Sébastien roux sur Le virus politique ou la revanche survivaliste

10 avril 2020

Depuis la fin des années 1990, le mouvement « survivaliste » (ou prepper) connaît un succès croissant aux États-Unis. Inquiets d’une possible catastrophe, d’un accident nucléaire, d’un tremblement de terre, d’une nouvelle guerre civile ou d’une invasion migratoire, les preppers Américains défendent la « préparation » comme mode de vie. Longtemps moqués et caricaturés, ils voient dans la crise du coronavirus la confirmation de leurs inquiétudes ; le monde est faible, la vie précaire, le voisin dangereux.

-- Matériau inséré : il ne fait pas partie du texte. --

//! Aggregate attendance statistics model.

use rust_decimal::Decimal;
use serde::{Deserialize, Serialize};

/// Aggregate statistics derived from a finished timeline.
///
/// Produced by [`calculate_stats`]; all fields are reductions over the
/// timeline against the 80% attendance threshold.
///
/// [`calculate_stats`]: crate::calculation::calculate_stats
///
/// # Example
///
/// ```
/// use attendance_engine::models::AttendanceStats;
/// use rust_decimal::Decimal;
///
/// let stats = AttendanceStats {
///     percentage: "100.00".to_string(),
///     present_days: 23,
///     leaves: Decimal::ZERO,
///     working_days: Decimal::from(23),
///     buffer: 5,
/// };
/// assert_eq!(stats.percentage, "100.00");
/// ```
#[derive(Debug, Clone, PartialEq, Eq, Serialize, Deserialize)]
pub struct AttendanceStats {
    /// Attendance percentage formatted to two decimal places.
    pub percentage: String,
    /// Count of days with computed status `PRESENT`.
    pub present_days: u32,
    /// Sum of leave units charged across the timeline.
    pub leaves: Decimal,
    /// Effective denominator: present days plus charged leave units.
    pub working_days: Decimal,
    /// Additional full-day leaves affordable while staying at or above 80%.
    ///
    /// Clamped to zero when attendance is already below the threshold.
    pub buffer: i64,
}
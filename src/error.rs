//! Error types for the attendance engine.
//!
//! This module provides strongly-typed errors using the `thiserror` crate
//! for the engine's collaborator boundaries (calendar loading and record
//! storage). The core calculation functions are total over well-typed
//! inputs and never return these errors.

use thiserror::Error;

/// The main error type for the attendance engine.
///
/// Only the collaborator layers (configuration loading, record storage,
/// HTTP API) produce errors; the timeline, sandwich, and stats calculations
/// are pure and total.
///
/// # Example
///
/// ```
/// use attendance_engine::error::EngineError;
///
/// let error = EngineError::CalendarNotFound {
///     path: "/missing/2026.yaml".to_string(),
/// };
/// assert_eq!(error.to_string(), "Holiday calendar not found: /missing/2026.yaml");
/// ```
#[derive(Debug, Error)]
pub enum EngineError {
    /// Holiday calendar file was not found at the specified path.
    #[error("Holiday calendar not found: {path}")]
    CalendarNotFound {
        /// The path that was not found.
        path: String,
    },

    /// Holiday calendar file could not be parsed.
    #[error("Failed to parse holiday calendar '{path}': {message}")]
    CalendarParse {
        /// The path to the file that failed to parse.
        path: String,
        /// A description of the parse error.
        message: String,
    },

    /// Reading or writing the record store failed.
    #[error("Record store I/O error at '{path}': {message}")]
    StorageIo {
        /// The path of the store file involved.
        path: String,
        /// A description of the I/O error.
        message: String,
    },

    /// The persisted record file contained malformed JSON.
    #[error("Failed to parse persisted records '{path}': {message}")]
    RecordParse {
        /// The path of the store file that failed to parse.
        path: String,
        /// A description of the parse error.
        message: String,
    },
}

/// A type alias for Results that return EngineError.
pub type EngineResult<T> = Result<T, EngineError>;
//! Core data models for the attendance engine.
//!
//! This module contains all the domain models used throughout the engine.

mod day_info;
mod holiday;
mod record;
mod report;
mod stats;

pub use day_info::{DayInfo, DayStatus};
pub use holiday::HolidayEntry;
pub use record::{RecordStatus, UserRecord};
pub use report::AttendanceReport;
pub use stats::AttendanceStats;
//! Weekend detection logic.
//!
//! This module determines which calendar days count as weekend off days
//! under the fixed business rule: every Sunday is off, and Saturdays are
//! off only when they are the 2nd or 4th Saturday of their month. 1st,
//! 3rd, and 5th Saturdays are working days.

use chrono::{Datelike, NaiveDate, Weekday};

/// Returns the week number of a date within its month.
///
/// Computed as `ceil(day_of_month / 7)`: days 1-7 are week 1, days 8-14
/// are week 2, and so on.
///
/// # Example
///
/// ```
/// use attendance_engine::calculation::week_of_month;
/// use chrono::NaiveDate;
///
/// let date = NaiveDate::from_ymd_opt(2026, 1, 10).unwrap();
/// assert_eq!(week_of_month(date), 2);
/// ```
pub fn week_of_month(date: NaiveDate) -> u32 {
    date.day().div_ceil(7)
}

/// Checks whether a date is the 2nd or 4th Saturday of its month.
///
/// # Example
///
/// ```
/// use attendance_engine::calculation::is_second_or_fourth_saturday;
/// use chrono::NaiveDate;
///
/// // 2026-01-10 is the 2nd Saturday of January
/// let second = NaiveDate::from_ymd_opt(2026, 1, 10).unwrap();
/// assert!(is_second_or_fourth_saturday(second));
///
/// // 2026-01-17 is the 3rd Saturday - a working day
/// let third = NaiveDate::from_ymd_opt(2026, 1, 17).unwrap();
/// assert!(!is_second_or_fourth_saturday(third));
/// ```
pub fn is_second_or_fourth_saturday(date: NaiveDate) -> bool {
    if date.weekday() != Weekday::Sat {
        return false;
    }
    let week = week_of_month(date);
    week == 2 || week == 4
}

/// Checks whether a date is a weekend off day.
///
/// A day is a weekend iff it is a Sunday, or a Saturday that is the 2nd or
/// 4th Saturday of its month.
///
/// # Example
///
/// ```
/// use attendance_engine::calculation::is_weekend_off;
/// use chrono::NaiveDate;
///
/// // 2026-01-11 is a Sunday
/// let sunday = NaiveDate::from_ymd_opt(2026, 1, 11).unwrap();
/// assert!(is_weekend_off(sunday));
///
/// // 2026-01-12 is a Monday
/// let monday = NaiveDate::from_ymd_opt(2026, 1, 12).unwrap();
/// assert!(!is_weekend_off(monday));
/// ```
pub fn is_weekend_off(date: NaiveDate) -> bool {
    date.weekday() == Weekday::Sun || is_second_or_fourth_saturday(date)
}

Or, si la catastrophe reste potentiellement destructrice, elle leur est aussi utile. Elle met en valeur les compétences et les savoirs qu’ils ont minutieusement acquis (techniques de survie, autosuffisance alimentaire et énergétique, connaissances médicales, etc.) Elle confirme, aussi (pour eux), à quel point la « dégénérescence » libérale serait un danger moral et une menace vitale. Ils ont eu raison, disent-ils, de promouvoir des valeurs viriles, blanches, violentes, et la défense d’une « vraie Américanité » dont ils se pensent les gardiens ; ce sont elles qui les sauveront. Ainsi, observer le mouvement prepper durant la pandémie, c’est d’abord prendre au sérieux les utopies pratiques, leur signification et la diversité des ajustements et des réactions aux temps de crise. Mais c’est aussi, à partir d’un cas-limite, saisir les enjeux politiques, moraux et sociaux des réorganisations à venir qui feront les « mondes d’après ».